Torkwase Dyson’s sound commission is informed by her long-term thinking around the concept of liquidity, which offers a framework to explore artistic, political, economic and environmental concerns. Dyson began by editing archive recordings of experiences of embodied movement: bodies breathing in order to speak, sing and protest. She then layered sounds of her own breath and mark-making from her drawing practice. As breathing continues to be a political and spatial act, Dyson is specifically interested in the politics of Black bodies and their right to breathe. This is exemplified in the protest language of black music and the constraints placed upon these rights by police brutality, COVID-19 and limited access to clean air through ongoing exposure to pollution. Dyson constructs a soundscape of refusal, improvisation and precarity that moves through the 2021 Serpentine Pavilion designed by Counterspace. What she opens up through intakes of breath, textured exhalations, and suggested movement, are a myriad of potential encounters in, through and around the structure.

Torkwase Dyson

Torkwase Dyson (b. 1973, Chicago) describes herself as a painter working across multiple mediums to explore the continuity between ecology, infrastructure and architecture. Dyson’s abstract works are visual and material systems used to construct fusions of surface tension, movement, scale, real and finite space. With an emphasis on the ways black and brown bodies perceive and negotiate space as information, Dyson looks to spatial liberation strategies from historical and contemporary perspectives, seeking to uncover new understandings of the potential for more liveable geographies. Dyson received a BA from Tougaloo College in 1996, a BFA from Virginia Commonwealth University in 1999 and MFA from Yale School of Art in painting/printmaking in 2003.She lives in New York and is represented by Pace Gallery.

Credits

Torkwase Dyson, Breathtaking: On Black Beauty and Other Necessary Indeterminacies (Spatial Test With Drawing, _001), 2021 is commissioned by Serpentine for Serpentine Pavilion 2021 designed by Counterspace.
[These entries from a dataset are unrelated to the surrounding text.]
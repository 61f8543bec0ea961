//! Domain models for the storefront.
//!
//! These types mirror the backend's table rows plus the request records sent
//! on writes. Prices deserialize into exact decimals; embedded relations
//! (cart line → product/variant) follow the shape of the backend's joined
//! reads.

pub mod address;
pub mod cart;
pub mod order;
pub mod product;
pub mod profile;

pub use address::{Address, AddressDraft, NewAddress};
pub use cart::{CartItem, CartTotals, NewCartLine};
pub use order::{
    AddressSnapshot, NewOrder, NewOrderItem, Order, OrderItem, PaymentMethod,
};
pub use product::{Category, Product, ProductQuery, ProductSort, ProductVariant};
pub use profile::{NewProfile, UserProfile};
It was curated by Rebecca Lewin and Kostas Stasinopoulos and produced by Holly Shuttleworth.

Sound commissions supported by L-Acoustics Creations, presented in L-ISA Immersive Hyperreal Sound

Back to Earth

Dyson’s sound commission is part of Back to Earth, Serpentine’s long-term project dedicated to the environment and the climate emergency presents a day-long programme of talks, workshops, sound commissions, augmented reality and publications.